Lines 21-24 Summary

Get out the microscope, because we’re going through this poem line-by-line.

Lines 21-22

The wild deer, wand'ring here & there,
Keeps the Human Soul from Care.

  • Like the last couplet, this one isn't really about animal suffering. While the howling lions and wolves symbolize some sort of power that could free souls from hell, the wandering deer symbolizes the carefree, lighthearted part of people: very chillaxed. 
  • "Care" here means the problems that we have to deal with in daily life—you only have to "take care" if something bad or distressing might happen to you.
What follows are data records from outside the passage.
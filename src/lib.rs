//! Chain Event Exporter — Library Root
//!
//! Re-exports all modules for integration tests and benchmarks.

pub mod adapters;
pub mod config;
pub mod domain;
pub mod error;
pub mod ports;
pub mod usecases;
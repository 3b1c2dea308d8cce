//! Configuration Module - TOML-based Exporter Configuration
//!
//! Loads configuration from `config.toml` with environment variable
//! overrides for the RPC endpoint and contract addresses. Every
//! section has defaults so a deployment can run from environment
//! variables alone.

pub mod loader;

use serde::Deserialize;

/// Top-level exporter configuration.
#[derive(Debug, Clone, Default, Deserialize)]
pub struct AppConfig {
  /// Process identity, logging, and polling cadence.
  #[serde(default)]
  pub exporter: ExporterConfig,
  /// Chain node connection.
  #[serde(default)]
  pub chain: ChainConfig,
  /// Watched contracts.
  #[serde(default)]
  pub contracts: ContractsConfig,
  /// Metrics and health endpoints.
  #[serde(default)]
  pub metrics: MetricsConfig,
}

/// Exporter identity and loop settings.
#[derive(Debug, Clone, Deserialize)]
pub struct ExporterConfig {
  /// Human-readable instance name.
  #[serde(default = "default_name")]
  pub name: String,
  /// Log level (trace, debug, info, warn, error).
  #[serde(default = "default_log_level")]
  pub log_level: String,
  /// Seconds between polls of each stream; also the backoff delay.
  #[serde(default = "default_poll_interval")]
  pub poll_interval_secs: u64,
  /// Seconds to wait for pollers after a shutdown signal.
  #[serde(default = "default_shutdown_grace")]
  pub shutdown_grace_secs: u64,
}

/// Chain node connection.
#[derive(Debug, Clone, Deserialize)]
pub struct ChainConfig {
  /// JSON-RPC endpoint (http, https, ws, wss).
  #[serde(default = "default_rpc_url")]
  pub rpc_url: String,
  /// If set, startup fails when the node reports another chain id.
  pub expected_chain_id: Option<u64>,
}

/// The three watched contracts.
#[derive(Debug, Clone, Deserialize)]
pub struct ContractsConfig {
  /// Token emitting `Minted` / `Burned`, read for `totalSupply()`.
  #[serde(default = "default_my_token")]
  pub my_token: ContractConfig,
  /// Escrow emitting `EscrowCreated`.
  #[serde(default = "default_escrow")]
  pub escrow: ContractConfig,
  /// Cash contract emitting `CashCharged` / `CashWithdrawn`.
  #[serde(default = "default_cash")]
  pub cash: ContractConfig,
}

/// One contract: where it lives and where its ABI artifact is.
///
/// Addresses are ALWAYS supplied externally - never hardcoded.
#[derive(Debug, Clone, Deserialize)]
pub struct ContractConfig {
  /// Deployed address (hex). May come from the environment instead.
  pub address: Option<String>,
  /// Path to a Hardhat-style artifact (`{ "abi": [...] }`) or a bare ABI array.
  pub abi_path: String,
}

/// Metrics and monitoring configuration.
#[derive(Debug, Clone, Deserialize)]
pub struct MetricsConfig {
  /// Prometheus `/metrics` bind address.
  #[serde(default = "default_metrics_addr")]
  pub bind_address: String,
  /// Health check endpoint port.
  #[serde(default = "default_health_port")]
  pub health_port: u16,
}

impl Default for ExporterConfig {
  fn default() -> Self {
    Self {
      name: default_name(),
      log_level: default_log_level(),
      poll_interval_secs: default_poll_interval(),
      shutdown_grace_secs: default_shutdown_grace(),
    }
  }
}

impl Default for ChainConfig {
  fn default() -> Self {
    Self {
      rpc_url: default_rpc_url(),
      expected_chain_id: None,
    }
  }
}

impl Default for ContractsConfig {
  fn default() -> Self {
    Self {
      my_token: default_my_token(),
      escrow: default_escrow(),
      cash: default_cash(),
    }
  }
}

impl Default for MetricsConfig {
  fn default() -> Self {
    Self {
      bind_address: default_metrics_addr(),
      health_port: default_health_port(),
    }
  }
}

// Default value functions for serde

fn default_name() -> String {
  "chain-event-exporter".to_string()
}

fn default_log_level() -> String {
  "info".to_string()
}

fn default_poll_interval() -> u64 {
  5
}

fn default_shutdown_grace() -> u64 {
  5
}

fn default_rpc_url() -> String {
  "http://127.0.0.1:8545".to_string()
}

fn contract(abi_path: &str) -> ContractConfig {
  ContractConfig {
    address: None,
    abi_path: abi_path.to_string(),
  }
}

fn default_my_token() -> ContractConfig {
  contract("contracts_abi/MyTokenModule#MyToken.json")
}

fn default_escrow() -> ContractConfig {
  contract("contracts_abi/TotalModule#Escrow.json")
}

fn default_cash() -> ContractConfig {
  contract("contracts_abi/TotalModule#Cash.json")
}

fn default_metrics_addr() -> String {
  "0.0.0.0:58000".to_string()
}

fn default_health_port() -> u16 {
  8080
}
The free deer in the woods doesn't need to take precautions.
  • He or she just keeps rolling—like Jeff Bridges in The Big Lebowski. (The deer abides…) 
  • It's also another "world in a grain of sand" moment because the deer is given a pretty mighty task: saving humans from their own tendency to get lost in little worries and difficulties. 
  • Plus—there's an internal rhyme here with "deer" and "here." Check out "Form and Meter" for more.

Lines 23-24

The Lamb misus'd breeds public strife
And yet forgives the Butcher's Knife.

  • Ah, now we're back to familiar ground: animal abuse. You might've thought you were finished with that topic.
  • But you aren't. On the one hand, the lamb is another victim of human violence—and its mistreatment leads to the whole society getting torn by strife. It's karma, poetic justice. 
  • But, here, Blake is also uniting the image of an ordinary, everyday lamb getting slaughtered with the image of Jesus, the Lamb of God, dying for the sins of humankind. This is part of the reason why the lamb asks for the butcher's knife (or the butcher himself) to be forgiven: Jesus asks for his executioners' forgiveness when he's dying on the cross. In Luke 23:34, he says, "Father, forgive them, for they do not know what they are doing." 
  • But there's an interesting contradiction here: even though the lamb forgives the butcher, the crime still affects the society as a whole. On the one hand, there's forgiveness—but there's still a kind of injustice too, since cruelty can only makes things worse.